Exercise brief:
Please output exactly the part of the records below that opens with the line containing "pub fn with_max_load(mut" and closes with the line containing "The core keeps", both lines included, and nothing else.

Collected data:
⁂
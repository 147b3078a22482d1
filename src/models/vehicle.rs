//! Vehicle, break, and cost-parameter types.

use std::collections::HashSet;

use crate::amount::Amount;
use crate::models::TimeWindow;

/// Per-distance/per-time cost parameters for one vehicle (spec.md §3/§4.1).
#[derive(Debug, Clone, Copy, PartialEq)]
pub struct VehicleCosts {
    /// Flat cost for using the vehicle at all, charged once per route.
    pub fixed: i64,
    /// Cost per hour of travel (applied to `duration / 3600`).
    pub per_hour: i64,
    /// Cost per kilometer of travel (applied to `distance / 1000`).
    pub per_km: i64,
    /// Cost per hour of task time (setup + service), if the vehicle is
    /// billed for task time distinctly from travel time.
    pub per_task_hour: i64,
}

impl Default for VehicleCosts {
    fn default() -> Self {
        Self {
            fixed: 0,
            per_hour: 3600,
            per_km: 0,
            per_task_hour: 0,
        }
    }
}

/// A mandatory pause within a vehicle's route (spec.md §3).
#[derive(Debug, Clone)]
pub struct Break {
    id: u64,
    time_windows: Vec<TimeWindow>,
    service: i64,
    max_load: Option<Amount>,
}

impl Break {
    /// Creates a break with the given allowed windows and service duration.
    pub fn new(id: u64, time_windows: Vec<TimeWindow>, service: i64) -> Self {
        Self {
            id,
            time_windows,
            service,
            max_load: None,
        }
    }

    /// Restricts this break to only be taken while the vehicle's current
    /// load is at or below `max_load` (componentwise).
    pub fn with_max_load(mut self, max_load: Amount) -> Self {
        self.max_load = Some(max_load);
        self
    }

    pub fn id(&self) -> u64 {
        self.id
    }

    pub fn time_windows(&self) -> &[TimeWindow] {
        &self.time_windows
    }

    pub fn service(&self) -> i64 {
        self.service
    }

    pub fn max_load(&self) -> Option<&Amount> {
        self.max_load.as_ref()
    }
}

/// One step of a user-supplied initial route, used in check mode (spec.md
/// §6 input `steps`, §9 "exception-for-control-flow" note). The core keeps
/// this shape but does not itself assign clock times to it — that is the
/// external ETA-assignment collaborator's job (spec.md §1).
#[derive(Debug, Clone, PartialEq, Eq)]
pub enum VehicleStep {
    Start,
    End,
    Job { id: u64 },
    Pickup { id: u64 },
    Delivery { id: u64 },
    Break { id: u64 },
}

/// A vehicle available to serve jobs (spec.md §3).
///
/// Immutable during solve.
///
/// # Examples
///
/// ```
/// use vrp_core::amount::Amount;
/// use vrp_core::models::Vehicle;
///
/// let v = Vehicle::new(0, Amount::from_vec(vec![100]))
///     .with_profile("car")
///     .with_start(0)
///     .with_end(0);
/// assert_eq!(v.id(), 0);
/// assert_eq!(v.profile(), "car");
/// ```
#[derive(Debug, Clone)]
pub struct Vehicle {
    id: u64,
    start_index: Option<usize>,
    end_index: Option<usize>,
    profile: String,
    capacity: Amount,
    skills: HashSet<usize>,
    time_window: Option<TimeWindow>,
    breaks: Vec<Break>,
    costs: VehicleCosts,
    max_tasks: usize,
    max_travel_time: Option<i64>,
    max_distance: Option<i64>,
    speed_factor: f64,
    steps: Option<Vec<VehicleStep>>,
}

impl Vehicle {
    /// Creates a vehicle with default cost parameters, the `"car"` profile,
    /// no start/end, no skills, and `max_tasks = usize::MAX`.
    pub fn new(id: u64, capacity: Amount) -> Self {
        Self {
            id,
            start_index: None,
            end_index: None,
            profile: "car".to_string(),
            capacity,
            skills: HashSet::new(),
            time_window: None,
            breaks: Vec::new(),
            costs: VehicleCosts::default(),
            max_tasks: usize::MAX,
            max_travel_time: None,
            max_distance: None,
            speed_factor: 1.0,
            steps: None,
        }
    }

    pub fn with_profile(mut self, profile: impl Into<String>) -> Self {
        self.profile = profile.into();
        self
    }

    pub fn with_start(mut self, location_index: usize) -> Self {
        self.start_index = Some(location_index);
        self
    }

    pub fn with_end(mut self, location_index: usize) -> Self {
        self.end_index = Some(location_index);
        self
    }

    pub fn with_skills(mut self, skills: HashSet<usize>) -> Self {
        self.skills = skills;
        self
    }

    pub fn with_time_window(mut self, tw: TimeWindow) -> Self {
        self.time_window = Some(tw);
        self
    }

    pub fn with_breaks(mut self, breaks: Vec<Break>) -> Self {
        self.breaks = breaks;
        self
    }

    pub fn with_costs(mut self, costs: VehicleCosts) -> Self {
        self.costs = costs;
        self
    }

    pub fn with_max_tasks(mut self, max_tasks: usize) -> Self {
        self.max_tasks = max_tasks;
        self
    }

    pub fn with_max_travel_time(mut self, max: i64) -> Self {
        self.max_travel_time = Some(max);
        self
    }

    pub fn with_max_distance(mut self, max: i64) -> Self {
        self.max_distance = Some(max);
        self
    }

    pub fn with_speed_factor(mut self, factor: f64) -> Self {
        self.speed_factor = factor;
        self
    }

    pub fn with_steps(mut self, steps: Vec<VehicleStep>) -> Self {
        self.steps = Some(steps);
        self
    }

    pub fn id(&self) -> u64 {
        self.id
    }

    pub fn start_index(&self) -> Option<usize> {
        self.start_index
    }

    pub fn end_index(&self) -> Option<usize> {
        self.end_index
    }

    pub fn profile(&self) -> &str {
        &self.profile
    }

    pub fn capacity(&self) -> &Amount {
        &self.capacity
    }

    pub fn skills(&self) -> &HashSet<usize> {
        &self.skills
    }

    /// The vehicle's overall time window. Unbounded (`[0, i64::MAX]`) if
    /// none was set.
    pub fn time_window(&self) -> TimeWindow {
        self.time_window
            .unwrap_or_else(|| TimeWindow::new(0, i64::MAX).expect("valid unbounded window"))
    }

    pub fn breaks(&self) -> &[Break] {
        &self.breaks
    }

    pub fn costs(&self) -> &VehicleCosts {
        &self.costs
    }

    pub fn max_tasks(&self) -> usize {
        self.max_tasks
    }

    pub fn max_travel_time(&self) -> Option<i64> {
        self.max_travel_time
    }

    pub fn max_distance(&self) -> Option<i64> {
        self.max_distance
    }

    pub fn speed_factor(&self) -> f64 {
        self.speed_factor
    }

    pub fn steps(&self) -> Option<&[VehicleStep]> {
        self.steps.as_deref()
    }

    /// `true` if this vehicle has neither a start nor an end location
    /// (which would make it unable to serve anything).
    pub fn is_depotless(&self) -> bool {
        self.start_index.is_none() && self.end_index.is_none()
    }
}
⁂
Exercise result:
    pub fn with_max_load(mut self, max_load: Amount) -> Self {
        self.max_load = Some(max_load);
        self
    }

    pub fn id(&self) -> u64 {
        self.id
    }

    pub fn time_windows(&self) -> &[TimeWindow] {
        &self.time_windows
    }

    pub fn service(&self) -> i64 {
        self.service
    }

    pub fn max_load(&self) -> Option<&Amount> {
        self.max_load.as_ref()
    }
}

/// One step of a user-supplied initial route, used in check mode (spec.md
/// §6 input `steps`, §9 "exception-for-control-flow" note). The core keeps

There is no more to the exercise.